All entries should be printed precisely as written.

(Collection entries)
※ ※ ※
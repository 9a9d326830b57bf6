//! Access Enforcement Point and token-minting surface.
//!
//! Three collaborators meet here: the self-signed [`TokenService`] (mints
//! and verifies HMAC access tokens), the [`ScopePolicy`] engine (group- and
//! scope-based authorization), and [`validate`]'s `/validate` handler (the
//! decision endpoint an upstream reverse proxy calls via `auth_request` on
//! every inbound MCP request). [`audit`] gives every lifecycle transition a
//! structured log line.

pub mod audit;
pub mod policy;
pub mod token;
pub mod validate;

use std::{collections::HashMap, sync::Arc};

use axum::{
    Json, Router,
    extract::State,
    http::{HeaderMap, StatusCode},
    response::{IntoResponse, Response},
    routing::post,
};
use serde::Deserialize;

use crate::config::TokenConfig;
use crate::error::unauthorized_response;
use crate::oauth::IdentityProvider;

pub use audit::AuditEvent;
pub use policy::ScopePolicy;
pub use token::{Claims, MintRequest, TokenService};
pub use validate::{ValidateState, routes as validate_routes};

/// State for the `/internal/tokens` admin surface: mint user-generated
/// self-signed tokens, rate-limited per caller.
pub struct InternalTokenState {
    /// Self-signed token service, shared with [`ValidateState`].
    pub tokens: Arc<TokenService>,
    /// Configured identity providers, used to resolve the caller's identity
    /// from whatever bearer credential they present.
    pub providers: HashMap<String, Arc<dyn IdentityProvider>>,
    /// Token-lifetime bounds (`default_user_lifetime`, `max_user_lifetime`).
    pub token_config: TokenConfig,
}

/// Mount the `/internal/tokens` route.
#[must_use]
pub fn internal_token_routes(state: Arc<InternalTokenState>) -> Router {
    Router::new()
        .route("/internal/tokens", post(mint_user_token))
        .with_state(state)
}

#[derive(Debug, Deserialize)]
struct MintUserTokenRequest {
    #[serde(default)]
    scope: Option<String>,
    /// Requested lifetime in seconds; clamped to `max_user_lifetime`.
    lifetime_secs: Option<u64>,
    resource: Option<String>,
}

async fn mint_user_token(
    State(state): State<Arc<InternalTokenState>>,
    headers: HeaderMap,
    Json(req): Json<MintUserTokenRequest>,
) -> Response {
    let Some(bearer) = headers
        .get(axum::http::header::AUTHORIZATION)
        .and_then(|v| v.to_str().ok())
        .and_then(|v| v.strip_prefix("Bearer ").or_else(|| v.strip_prefix("bearer ")))
    else {
        return unauthorized_response("this endpoint requires a logged-in user", None);
    };

    let identity = match resolve_caller(&state, bearer).await {
        Some(identity) => identity,
        None => return unauthorized_response("invalid token", None),
    };

    if !state.tokens.check_rate_limit(&identity.0) {
        return (
            StatusCode::TOO_MANY_REQUESTS,
            Json(serde_json::json!({"error": "rate limit exceeded"})),
        )
            .into_response();
    }

    let lifetime = match req.lifetime_secs {
        Some(0) => {
            return (
                StatusCode::BAD_REQUEST,
                Json(serde_json::json!({"error": "invalid_request", "error_description": "lifetime_secs must be greater than 0"})),
            )
                .into_response();
        }
        Some(secs) => {
            let requested = std::time::Duration::from_secs(secs);
            if requested > state.token_config.max_user_lifetime {
                return (
                    StatusCode::BAD_REQUEST,
                    Json(serde_json::json!({
                        "error": "invalid_request",
                        "error_description": format!(
                            "lifetime_secs must not exceed {}",
                            state.token_config.max_user_lifetime.as_secs()
                        ),
                    })),
                )
                    .into_response();
            }
            requested.as_secs()
        }
        None => state.token_config.default_user_lifetime.as_secs(),
    };

    let scopes: Vec<String> = req
        .scope
        .as_deref()
        .unwrap_or(&identity.3.join(" "))
        .split_whitespace()
        .map(str::to_string)
        .collect();

    let mint_result = state.tokens.mint(MintRequest {
        sub: &identity.0,
        user_id: identity.1.as_deref(),
        email: &identity.2,
        scopes: &scopes,
        groups: &identity.3,
        client_id: "internal-token-mint",
        resource: req.resource.as_deref(),
        lifetime_secs: lifetime,
    });

    match mint_result {
        Ok((access_token, expires_in, jti)) => {
            audit::emit(&AuditEvent::token_issued(&identity.0, "internal-token-mint", &jti, scopes.clone()));
            Json(serde_json::json!({
                "access_token": access_token,
                "token_type": "Bearer",
                "expires_in": expires_in,
                "scope": scopes.join(" "),
            }))
            .into_response()
        }
        Err(_) => (StatusCode::INTERNAL_SERVER_ERROR, Json(serde_json::json!({"error": "minting failed"})))
            .into_response(),
    }
}

/// Resolve the caller's (username, user_id, email, groups) from a bearer
/// token, trying the self-issued verifier first and falling back to every
/// configured IdP adapter.
async fn resolve_caller(
    state: &InternalTokenState,
    token: &str,
) -> Option<(String, Option<String>, String, Vec<String>)> {
    if state.tokens.looks_self_issued(token) {
        let claims = state.tokens.verify(token).ok()?;
        return Some((claims.sub, claims.user_id, claims.email, claims.groups));
    }
    for provider in state.providers.values() {
        if let Ok(claims) = provider.validate_idp_token(token).await {
            let mapped = provider.map_claims(Some(&claims), None);
            return Some((mapped.username, mapped.user_id, mapped.email, mapped.groups));
        }
    }
    None
}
※ ※ ※
• **COMPLETED TASK**:
repository 9a9d326830b57bf6
//! Access Enforcement Point and token-minting surface.
//!
//! Three collaborators meet here: the self-signed [`TokenService`] (mints
//! and verifies HMAC access tokens), the [`ScopePolicy`] engine (group- and
//! scope-based authorization), and [`validate`]'s `/validate` handler (the
//! decision endpoint an upstream reverse proxy calls via `auth_request` on
//! every inbound MCP request). [`audit`] gives every lifecycle transition a
//! structured log line.

pub mod audit;
pub mod policy;
pub mod token;
pub mod validate;

use std::{collections::HashMap, sync::Arc};

use axum::{
    Json, Router,
    extract::State,
    http::{HeaderMap, StatusCode},
    response::{IntoResponse, Response},
    routing::post,
};
use serde::Deserialize;

use crate::config::TokenConfig;
use crate::error::unauthorized_response;
use crate::oauth::IdentityProvider;

pub use audit::AuditEvent;
pub use policy::ScopePolicy;
pub use token::{Claims, MintRequest, TokenService};
pub use validate::{ValidateState, routes as validate_routes};

/// State for the `/internal/tokens` admin surface: mint user-generated
/// self-signed tokens, rate-limited per caller.
pub struct InternalTokenState {
    /// Self-signed token service, shared with [`ValidateState`].
    pub tokens: Arc<TokenService>,
    /// Configured identity providers, used to resolve the caller's identity
    /// from whatever bearer credential they present.
    pub providers: HashMap<String, Arc<dyn IdentityProvider>>,
    /// Token-lifetime bounds (`default_user_lifetime`, `max_user_lifetime`).
    pub token_config: TokenConfig,
}

/// Mount the `/internal/tokens` route.
#[must_use]
pub fn internal_token_routes(state: Arc<InternalTokenState>) -> Router {
    Router::new()
        .route("/internal/tokens", post(mint_user_token))
        .with_state(state)
}

#[derive(Debug, Deserialize)]
struct MintUserTokenRequest {
    #[serde(default)]
    scope: Option<String>,
    /// Requested lifetime in seconds; clamped to `max_user_lifetime`.
    lifetime_secs: Option<u64>,
    resource: Option<String>,
}

async fn mint_user_token(
    State(state): State<Arc<InternalTokenState>>,
    headers: HeaderMap,
    Json(req): Json<MintUserTokenRequest>,
) -> Response {
    let Some(bearer) = headers
        .get(axum::http::header::AUTHORIZATION)
        .and_then(|v| v.to_str().ok())
        .and_then(|v| v.strip_prefix("Bearer ").or_else(|| v.strip_prefix("bearer ")))
    else {
        return unauthorized_response("this endpoint requires a logged-in user", None);
    };

    let identity = match resolve_caller(&state, bearer).await {
        Some(identity) => identity,
        None => return unauthorized_response("invalid token", None),
    };

    if !state.tokens.check_rate_limit(&identity.0) {
        return (
            StatusCode::TOO_MANY_REQUESTS,
            Json(serde_json::json!({"error": "rate limit exceeded"})),
        )
            .into_response();
    }

    let lifetime = match req.lifetime_secs {
        Some(0) => {
            return (
                StatusCode::BAD_REQUEST,
                Json(serde_json::json!({"error": "invalid_request", "error_description": "lifetime_secs must be greater than 0"})),
            )
                .into_response();
        }
        Some(secs) => {
            let requested = std::time::Duration::from_secs(secs);
            if requested > state.token_config.max_user_lifetime {
                return (
                    StatusCode::BAD_REQUEST,
                    Json(serde_json::json!({
                        "error": "invalid_request",
                        "error_description": format!(
                            "lifetime_secs must not exceed {}",
                            state.token_config.max_user_lifetime.as_secs()
                        ),
                    })),
                )
                    .into_response();
            }
            requested.as_secs()
        }
        None => state.token_config.default_user_lifetime.as_secs(),
    };

    let scopes: Vec<String> = req
        .scope
        .as_deref()
        .unwrap_or(&identity.3.join(" "))
        .split_whitespace()
        .map(str::to_string)
        .collect();

    let mint_result = state.tokens.mint(MintRequest {
        sub: &identity.0,
        user_id: identity.1.as_deref(),
        email: &identity.2,
        scopes: &scopes,
        groups: &identity.3,
        client_id: "internal-token-mint",
        resource: req.resource.as_deref(),
        lifetime_secs: lifetime,
    });

    match mint_result {
        Ok((access_token, expires_in, jti)) => {
            audit::emit(&AuditEvent::token_issued(&identity.0, "internal-token-mint", &jti, scopes.clone()));
            Json(serde_json::json!({
                "access_token": access_token,
                "token_type": "Bearer",
                "expires_in": expires_in,
                "scope": scopes.join(" "),
            }))
            .into_response()
        }
        Err(_) => (StatusCode::INTERNAL_SERVER_ERROR, Json(serde_json::json!({"error": "minting failed"})))
            .into_response(),
    }
}

/// Resolve the caller's (username, user_id, email, groups) from a bearer
/// token, trying the self-issued verifier first and falling back to every
/// configured IdP adapter.
async fn resolve_caller(
    state: &InternalTokenState,
    token: &str,
) -> Option<(String, Option<String>, String, Vec<String>)> {
    if state.tokens.looks_self_issued(token) {
        let claims = state.tokens.verify(token).ok()?;
        return Some((claims.sub, claims.user_id, claims.email, claims.groups));
    }
    for provider in state.providers.values() {
        if let Ok(claims) = provider.validate_idp_token(token).await {
            let mapped = provider.map_claims(Some(&claims), None);
            return Some((mapped.username, mapped.user_id, mapped.email, mapped.groups));
        }
    }
    None
}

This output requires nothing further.